1. The BEST way if the coolant system is empty or part full is to leave the cap on the coolant tank, put an old radiator cap with the lower spring seal mechanism removed or held open some how. Use a piece of tubing between a vacuum source and the coolant tank to the small line attaching to the radiator as overflow. And, use a second piece of tubing between the radiator overflow fitting on the radiator to a bucket of coolant mix. Turn on the vacuum source... it will suck ALL the air out from the radiator through the engine, above the coolant bucket, and draw the coolant into the engine. No air will exist in the system first time. Shut off the vacuum source before the coolant fills the tank. Disconnect the line to the vacuum source at the overflow fitting at the coolant tank. Then attach the normal overflow / bleed line to the coolant tank. Then remove the hose to the buck from the fitting on the radiator and attach the overflow / bleed line to the radiator.
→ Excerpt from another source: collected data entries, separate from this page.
//! Identifier and string literal quoting for generated remote SQL.
//!
//! Unquoted identifiers follow the host's rules: an identifier is left bare only
//! when it starts with a lower-case letter or underscore, contains nothing but
//! lower-case letters, digits and underscores, and is not a reserved word.
//! Everything else is double-quoted with embedded quotes doubled.

use std::collections::HashSet;
use std::sync::LazyLock;

/// Host keywords that force quoting (reserved, column-name and
/// type/function-name categories; unreserved keywords are safe bare).
static QUOTED_KEYWORDS: LazyLock<HashSet<&'static str>> = LazyLock::new(|| {
    [
        // reserved
        "all", "analyse", "analyze", "and", "any", "array", "as", "asc", "asymmetric", "both",
        "case", "cast", "check", "collate", "column", "constraint", "create", "current_catalog",
        "current_date", "current_role", "current_time", "current_timestamp", "current_user",
        "default", "deferrable", "desc", "distinct", "do", "else", "end", "except", "false",
        "fetch", "for", "foreign", "from", "grant", "group", "having", "in", "initially",
        "intersect", "into", "lateral", "leading", "limit", "localtime", "localtimestamp", "not",
        "null", "offset", "on", "only", "or", "order", "placing", "primary", "references",
        "returning", "select", "session_user", "some", "symmetric", "system_user", "table",
        "then", "to", "trailing", "true", "union", "unique", "user", "using", "variadic", "when",
        "where", "window", "with",
        // column names
        "between", "bigint", "bit", "boolean", "char", "character", "coalesce", "dec",
        "decimal", "exists", "extract", "float", "greatest", "grouping", "inout", "int",
        "integer", "interval", "json", "json_array", "json_arrayagg", "json_exists",
        "json_object", "json_objectagg", "json_query", "json_scalar", "json_serialize",
        "json_table", "json_value", "least", "merge_action", "national", "nchar", "none",
        "normalize", "nullif", "numeric", "out", "overlay", "position", "precision", "real",
        "row", "setof", "smallint", "substring", "time", "timestamp", "treat", "trim", "values",
        "varchar", "xmlattributes", "xmlconcat", "xmlelement", "xmlexists", "xmlforest",
        "xmlnamespaces", "xmlparse", "xmlpi", "xmlroot", "xmlserialize", "xmltable",
        // type or function names
        "authorization", "binary", "collation", "concurrently", "cross", "current_schema",
        "freeze", "full", "ilike", "inner", "is", "isnull", "join", "left", "like", "natural",
        "notnull", "outer", "overlaps", "right", "similar", "tablesample", "verbose",
    ]
    .into_iter()
    .collect()
});

/// Whether `ident` is a keyword that must be quoted
pub fn is_quoted_keyword(ident: &str) -> bool {
    QUOTED_KEYWORDS.contains(ident)
}

fn is_safe_bare(ident: &str) -> bool {
    let mut chars = ident.chars();
    let Some(first) = chars.next() else {
        return false;
    };
    if !(first.is_ascii_lowercase() || first == '_') {
        return false;
    }
    chars.all(|c| c.is_ascii_lowercase() || c.is_ascii_digit() || c == '_')
        && !is_quoted_keyword(ident)
}

/// Quote an identifier if needed, or always when `force` is set.
pub fn quote_identifier(ident: &str, force: bool) -> String {
    if !force && is_safe_bare(ident) {
        return ident.to_string();
    }
    let mut out = String::with_capacity(ident.len() + 2);
    out.push('"');
    for c in ident.chars() {
        if c == '"' {
            out.push('"');
        }
        out.push(c);
    }
    out.push('"');
    out
}

/// Render `value` as a single-quoted SQL string literal, doubling embedded quotes.
pub fn quote_string_literal(value: &str) -> String {
    let mut out = String::with_capacity(value.len() + 2);
    push_string_literal(&mut out, value);
    out
}

/// Append `value` as a single-quoted SQL string literal
pub fn push_string_literal(out: &mut String, value: &str) {
    out.push('\'');
    for c in value.chars() {
        if c == '\'' {
            out.push('\'');
        }
        out.push(c);
    }
    out.push('\'');
}

#[cfg(test)]
mod tests {
    use super::*;

    #[test]
    fn test_bare_identifiers() {
        assert_eq!(quote_identifier("id", false), "id");
        assert_eq!(quote_identifier("_tmp1", false), "_tmp1");
        assert_eq!(quote_identifier("col_2", false), "col_2");
        // unreserved keywords stay bare
        assert_eq!(quote_identifier("name", false), "name");
        assert_eq!(quote_identifier("data", false), "data");
    }

    #[test]
    fn test_identifiers_needing_quotes() {
        assert_eq!(quote_identifier("Mixed", false), "\"Mixed\"");
        assert_eq!(quote_identifier("1st", false), "\"1st\"");
        assert_eq!(quote_identifier("with space", false), "\"with space\"");
        assert_eq!(quote_identifier("select", false), "\"select\"");
        assert_eq!(quote_identifier("position", false), "\"position\"");
        assert_eq!(quote_identifier("like", false), "\"like\"");
        assert_eq!(quote_identifier("", false), "\"\"");
        assert_eq!(quote_identifier("say\"hi", false), "\"say\"\"hi\"");
    }

    #[test]
    fn test_forced_quoting() {
        assert_eq!(quote_identifier("id", true), "\"id\"");
        assert_eq!(quote_identifier("RDB$RELATIONS", true), "\"RDB$RELATIONS\"");
    }

    #[test]
    fn test_string_literal() {
        assert_eq!(quote_string_literal("x%"), "'x%'");
        assert_eq!(quote_string_literal("O'Brien"), "'O''Brien'");
        assert_eq!(quote_string_literal("''"), "''''''");
        assert_eq!(quote_string_literal(""), "''");
    }
}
Fill the coolant tank to low / cold fill mark. Voila -- no air.

I note trapped air is a source of causing rusting or corrosion in the system. This solves that problem. A acquaintance operating in the middle east with one of those huge super yachts had the same problem... but you are talking engines nearing a million dollars each with nearly 4000 hp per engine. His engineer could not figure out how to fix, and the trip to the shipyard was a long haul, and often the service guys sent out from Europe did not really know how to fix, because the system used coolant rather than raw seawater, and because the coolant system had many lines and components spread over a large and hard to access areas. I suggested the this to them. They had spent literally weeks trying to fix. Voila one short days' work and they had it fixed this way!